(SUPPLIED DATA begins)
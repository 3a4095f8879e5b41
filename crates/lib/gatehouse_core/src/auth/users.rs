//! End-user access tokens.
//!
//! The token is exchanged for an identity-provider subject, which is then
//! resolved to a provisioned user.

use std::sync::Arc;

use async_trait::async_trait;
use http::HeaderMap;
use serde::Deserialize;
use sqlx::PgPool;
use tracing::debug;
use url::Url;

use super::jwt::verify_access_token;
use super::queries::find_user_profile_by_subject;
use super::{AuthError, Credential, CredentialScheme, Identity, ValidatorError};
use crate::models::auth::UserProfile;

/// Exchange an access token for a subject identifier.
#[async_trait]
pub trait TokenExchanger: Send + Sync {
    async fn exchange(&self, token: &str) -> Result<String, ValidatorError>;
}

/// Resolve a subject to a user profile.
#[async_trait]
pub trait UserStore: Send + Sync {
    async fn find_by_subject(&self, subject: &str) -> Result<Option<UserProfile>, ValidatorError>;
}

/// Verifies HS256 tokens locally.
pub struct JwtTokenExchanger {
    secret: Vec<u8>,
}

impl JwtTokenExchanger {
    pub fn new(secret: impl Into<Vec<u8>>) -> Self {
        Self {
            secret: secret.into(),
        }
    }
}

#[async_trait]
impl TokenExchanger for JwtTokenExchanger {
    async fn exchange(&self, token: &str) -> Result<String, ValidatorError> {
        verify_access_token(token, &self.secret).map(|claims| claims.sub)
    }
}

#[derive(Deserialize)]
struct UserInfo {
    sub: String,
}

/// Calls an OIDC userinfo endpoint with the token and reads `sub`.
pub struct UserInfoExchanger {
    client: reqwest::Client,
    url: Url,
}

impl UserInfoExchanger {
    pub fn new(url: Url) -> Self {
        Self {
            client: reqwest::Client::new(),
            url,
        }
    }
}

#[async_trait]
impl TokenExchanger for UserInfoExchanger {
    async fn exchange(&self, token: &str) -> Result<String, ValidatorError> {
        let info = self
            .client
            .get(self.url.clone())
            .bearer_auth(token)
            .send()
            .await?
            .error_for_status()?
            .json::<UserInfo>()
            .await?;
        if info.sub.is_empty() {
            return Err(ValidatorError::TokenError("userinfo returned empty subject".into()));
        }
        Ok(info.sub)
    }
}

/// Users stored in PostgreSQL.
pub struct PgUserStore {
    pool: PgPool,
}

impl PgUserStore {
    pub fn new(pool: PgPool) -> Self {
        Self { pool }
    }
}

#[async_trait]
impl UserStore for PgUserStore {
    async fn find_by_subject(&self, subject: &str) -> Result<Option<UserProfile>, ValidatorError> {
        find_user_profile_by_subject(&self.pool, subject).await
    }
}

/// Default scheme: claims every credential.
pub struct UserTokenScheme {
    exchanger: Arc<dyn TokenExchanger>,
    users: Arc<dyn UserStore>,
}

impl UserTokenScheme {
    pub fn new(exchanger: Arc<dyn TokenExchanger>, users: Arc<dyn UserStore>) -> Self {
        Self { exchanger, users }
    }
}

#[async_trait]
impl CredentialScheme for UserTokenScheme {
    fn name(&self) -> &'static str {
        "user_token"
    }

    fn matches(&self, _credential: &Credential) -> bool {
        true
    }

    async fn authenticate(
        &self,
        credential: &Credential,
        _metadata: &HeaderMap,
    ) -> Result<Identity, AuthError> {
        let subject = self
            .exchanger
            .exchange(credential.token())
            .await
            .map_err(|e| {
                debug!("failed verifying access token, reason={e}");
                AuthError::invalid_authentication()
            })?;

        let profile = match self.users.find_by_subject(&subject).await {
            Ok(Some(profile)) => profile,
            Ok(None) => {
                debug!(subject = %subject, "no user provisioned for subject");
                return Err(AuthError::invalid_authentication());
            }
            Err(e) => {
                debug!(subject = %subject, "failed resolving user, reason={e}");
                return Err(AuthError::invalid_authentication());
            }
        };

        profile
            .to_api_context()
            .map(Identity::User)
            .ok_or_else(AuthError::invalid_authentication)
    }
}
//! Credential lookups against PostgreSQL.
//!
//! Secrets (agent tokens, client-key secrets) are stored as SHA-256 hex
//! digests and looked up by digest.

use sha2::{Digest, Sha256};
use sqlx::PgPool;

use super::ValidatorError;
use crate::models::auth::{Agent, ClientKey, Org, User, UserProfile};

/// SHA-256 hash a secret for storage and lookup.
pub fn hash_secret(secret: &str) -> String {
    let mut hasher = Sha256::new();
    hasher.update(secret.as_bytes());
    format!("{:x}", hasher.finalize())
}

/// Find an agent by the digest of its token.
pub async fn find_agent_by_token_hash(
    pool: &PgPool,
    token_hash: &str,
) -> Result<Option<Agent>, ValidatorError> {
    let row = sqlx::query_as::<_, (String, String, String, String, String)>(
        "SELECT id::text, org_id::text, name, mode, status \
         FROM agents WHERE token_hash = $1",
    )
    .bind(token_hash)
    .fetch_optional(pool)
    .await?;

    Ok(row.map(|(id, org_id, name, mode, status)| Agent {
        id,
        org_id,
        name,
        mode,
        status,
    }))
}

/// Find an active client key by name and secret digest.
pub async fn find_active_client_key(
    pool: &PgPool,
    name: &str,
    secret_hash: &str,
) -> Result<Option<ClientKey>, ValidatorError> {
    let row = sqlx::query_as::<_, (String, String, String, bool)>(
        "SELECT id::text, org_id::text, name, active \
         FROM client_keys \
         WHERE name = $1 AND secret_hash = $2 AND active",
    )
    .bind(name)
    .bind(secret_hash)
    .fetch_optional(pool)
    .await?;

    Ok(row.map(|(id, org_id, name, active)| ClientKey {
        id,
        org_id,
        name,
        active,
    }))
}

/// Resolve an identity-provider subject to the user and its org.
pub async fn find_user_profile_by_subject(
    pool: &PgPool,
    subject: &str,
) -> Result<Option<UserProfile>, ValidatorError> {
    let row = sqlx::query_as::<_, (String, String, String, String, String, String, String)>(
        "SELECT u.id::text, o.id::text, o.name, u.email, u.name, u.status, u.slack_id \
         FROM users u \
         JOIN orgs o ON o.id = u.org_id \
         WHERE u.subject = $1",
    )
    .bind(subject)
    .fetch_optional(pool)
    .await?;

    let Some((user_id, org_id, org_name, email, name, status, slack_id)) = row else {
        return Ok(None);
    };

    let groups = sqlx::query_scalar::<_, String>(
        "SELECT name FROM user_groups WHERE user_id = $1::uuid ORDER BY name",
    )
    .bind(&user_id)
    .fetch_all(pool)
    .await?;

    Ok(Some(UserProfile {
        org: Org {
            id: org_id.clone(),
            name: org_name,
        },
        user: Some(User {
            id: user_id,
            org_id,
            email,
            name,
            status,
            slack_id,
            groups,
        }),
    }))
}
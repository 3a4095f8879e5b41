//! Admin-internal credentials.
//!
//! Internal services call in with a shared key (`x-adm-...`) and pass the
//! user they act for as base64(JSON) in the `user-info` metadata entry.

use async_trait::async_trait;
use base64::Engine;
use base64::engine::general_purpose::STANDARD;
use http::HeaderMap;
use rand::distr::Alphanumeric;
use rand::{Rng, rng};
use sha2::{Digest, Sha256};
use tracing::{error, info};

use super::credential::{MD_USER_INFO, metadata_value};
use super::{AuthError, Credential, CredentialScheme, Identity};
use crate::models::auth::ApiContext;

/// Prefix carried by every admin-internal key.
pub const PREFIX_ADMIN_KEY: &str = "x-adm-";

/// The configured internal key, held as a SHA-256 digest.
#[derive(Clone)]
pub struct AdminKey {
    digest: Option<[u8; 32]>,
}

impl AdminKey {
    /// Accept exactly `key`. Keys without the admin prefix are never
    /// accepted.
    pub fn new(key: &str) -> Self {
        if !key.starts_with(PREFIX_ADMIN_KEY) || key.len() == PREFIX_ADMIN_KEY.len() {
            tracing::warn!("admin key lacks the '{PREFIX_ADMIN_KEY}' prefix, admin api disabled");
            return Self::disabled();
        }
        Self {
            digest: Some(digest(key)),
        }
    }

    /// Reject every key.
    pub fn disabled() -> Self {
        Self { digest: None }
    }

    /// Generate a fresh random key (64 alphanumeric chars after the prefix).
    pub fn generate() -> String {
        let suffix: String = rng()
            .sample_iter(&Alphanumeric)
            .take(64)
            .map(char::from)
            .collect();
        format!("{PREFIX_ADMIN_KEY}{suffix}")
    }

    pub fn authenticate(&self, token: &str) -> bool {
        match &self.digest {
            Some(expected) => {
                token.starts_with(PREFIX_ADMIN_KEY) && constant_time_eq(&digest(token), expected)
            }
            None => false,
        }
    }
}

fn digest(value: &str) -> [u8; 32] {
    let mut hasher = Sha256::new();
    hasher.update(value.as_bytes());
    hasher.finalize().into()
}

fn constant_time_eq(a: &[u8; 32], b: &[u8; 32]) -> bool {
    a.iter().zip(b.iter()).fold(0u8, |acc, (x, y)| acc | (x ^ y)) == 0
}

/// Decode the `user-info` metadata entry.
///
/// Each failing stage is logged distinctly; the caller always sees
/// `Unauthenticated`.
pub fn decode_user_info(metadata: &HeaderMap) -> Result<ApiContext, AuthError> {
    let Some(encoded) = metadata_value(metadata, MD_USER_INFO) else {
        return Err(AuthError::Unauthenticated(
            "invalid authentication, missing system attributes".into(),
        ));
    };
    let json = STANDARD.decode(encoded).map_err(|e| {
        error!("failed decoding (base64) user info: {e}");
        AuthError::Unauthenticated(
            "invalid authentication, failed decoding (base64) user info".into(),
        )
    })?;
    serde_json::from_slice::<ApiContext>(&json).map_err(|e| {
        error!("failed decoding (json) user info: {e}");
        AuthError::Unauthenticated("invalid authentication, failed decoding (json) user info".into())
    })
}

/// Encode user attributes for the `user-info` metadata entry.
pub fn encode_user_info(ctx: &ApiContext) -> Result<String, serde_json::Error> {
    Ok(STANDARD.encode(serde_json::to_vec(ctx)?))
}

/// Admin-internal scheme: claims tokens with the admin prefix.
pub struct AdminScheme {
    key: AdminKey,
}

impl AdminScheme {
    pub fn new(key: AdminKey) -> Self {
        Self { key }
    }
}

#[async_trait]
impl CredentialScheme for AdminScheme {
    fn name(&self) -> &'static str {
        "admin"
    }

    fn matches(&self, credential: &Credential) -> bool {
        credential.token().starts_with(PREFIX_ADMIN_KEY)
    }

    async fn authenticate(
        &self,
        credential: &Credential,
        metadata: &HeaderMap,
    ) -> Result<Identity, AuthError> {
        if !self.key.authenticate(credential.token()) {
            error!(
                tokenlen = credential.token().len(),
                "invalid admin api authentication"
            );
            return Err(AuthError::Unauthenticated(
                "failed to authenticate internal request".into(),
            ));
        }
        let ctx = decode_user_info(metadata)?;
        info!(
            org = %ctx.org_id,
            orgname = %ctx.org_name,
            userid = %ctx.user_id,
            email = %ctx.user_email,
            usergrps = ?ctx.user_groups,
            status = %ctx.user_status,
            "admin api - decoded userinfo"
        );
        Ok(Identity::Admin(ctx))
    }
}

#[cfg(test)]
mod tests {
    use http::HeaderValue;

    use super::*;

    fn alice() -> ApiContext {
        ApiContext {
            org_id: "org-1".into(),
            org_name: "acme".into(),
            user_id: "u-1".into(),
            user_email: "alice@example.com".into(),
            user_name: "Alice".into(),
            user_status: "active".into(),
            user_groups: vec!["admin".into(), "sre".into()],
            slack_id: "U123".into(),
        }
    }

    fn metadata_with(user_info: &str) -> HeaderMap {
        let mut md = HeaderMap::new();
        md.insert(MD_USER_INFO, HeaderValue::from_str(user_info).unwrap());
        md
    }

    #[test]
    fn key_accepts_only_itself() {
        let raw = AdminKey::generate();
        let key = AdminKey::new(&raw);
        assert!(key.authenticate(&raw));
        assert!(!key.authenticate(&format!("{raw}x")));
        assert!(!key.authenticate(&AdminKey::generate()));
    }

    #[test]
    fn key_without_prefix_disables_admin_api() {
        let key = AdminKey::new("not-prefixed");
        assert!(!key.authenticate("not-prefixed"));
        assert!(!AdminKey::disabled().authenticate(PREFIX_ADMIN_KEY));
    }

    #[test]
    fn user_info_round_trips() {
        let encoded = encode_user_info(&alice()).unwrap();
        let decoded = decode_user_info(&metadata_with(&encoded)).unwrap();
        assert_eq!(decoded, alice());
    }

    #[test]
    fn user_info_failures_are_distinguished_but_unauthenticated() {
        let missing = decode_user_info(&HeaderMap::new()).unwrap_err();
        let bad_b64 = decode_user_info(&metadata_with("%%%not-base64")).unwrap_err();
        let bad_json = decode_user_info(&metadata_with(&STANDARD.encode("{nope"))).unwrap_err();

        let messages: Vec<String> = [missing, bad_b64, bad_json]
            .into_iter()
            .map(|e| match e {
                AuthError::Unauthenticated(msg) => msg,
                other => panic!("unexpected: {other:?}"),
            })
            .collect();
        assert!(messages[0].contains("missing system attributes"));
        assert!(messages[1].contains("base64"));
        assert!(messages[2].contains("json"));
    }

    #[tokio::test]
    async fn scheme_resolves_admin_identity() {
        let raw = AdminKey::generate();
        let scheme = AdminScheme::new(AdminKey::new(&raw));
        let cred = Credential::new(raw, false, None);
        let md = metadata_with(&encode_user_info(&alice()).unwrap());

        assert!(scheme.matches(&cred));
        let identity = scheme.authenticate(&cred, &md).await.unwrap();
        assert_eq!(identity, Identity::Admin(alice()));
    }

    #[tokio::test]
    async fn scheme_rejects_wrong_key_before_decoding() {
        let scheme = AdminScheme::new(AdminKey::new(&AdminKey::generate()));
        let cred = Credential::new(AdminKey::generate(), false, None);
        let md = metadata_with(&encode_user_info(&alice()).unwrap());

        let err = scheme.authenticate(&cred, &md).await.unwrap_err();
        match err {
            AuthError::Unauthenticated(msg) => {
                assert_eq!(msg, "failed to authenticate internal request")
            }
            other => panic!("unexpected: {other:?}"),
        }
    }
}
(SUPPLIED DATA ends)
▸ **PROBLEM TO WORK ON**: Could you set down, exactly as written, the lines above between the one holding "u.status, u.slack_id \" and the one holding "use base64::Engine;", inclusive, and nothing more?

▸ **RESULT OF THIS EXERCISE**:
        "SELECT u.id::text, o.id::text, o.name, u.email, u.name, u.status, u.slack_id \
         FROM users u \
         JOIN orgs o ON o.id = u.org_id \
         WHERE u.subject = $1",
    )
    .bind(subject)
    .fetch_optional(pool)
    .await?;

    let Some((user_id, org_id, org_name, email, name, status, slack_id)) = row else {
        return Ok(None);
    };

    let groups = sqlx::query_scalar::<_, String>(
        "SELECT name FROM user_groups WHERE user_id = $1::uuid ORDER BY name",
    )
    .bind(&user_id)
    .fetch_all(pool)
    .await?;

    Ok(Some(UserProfile {
        org: Org {
            id: org_id.clone(),
            name: org_name,
        },
        user: Some(User {
            id: user_id,
            org_id,
            email,
            name,
            status,
            slack_id,
            groups,
        }),
    }))
}
repository 3a4095f8879e5b41
//! Admin-internal credentials.
//!
//! Internal services call in with a shared key (`x-adm-...`) and pass the
//! user they act for as base64(JSON) in the `user-info` metadata entry.

use async_trait::async_trait;
use base64::Engine;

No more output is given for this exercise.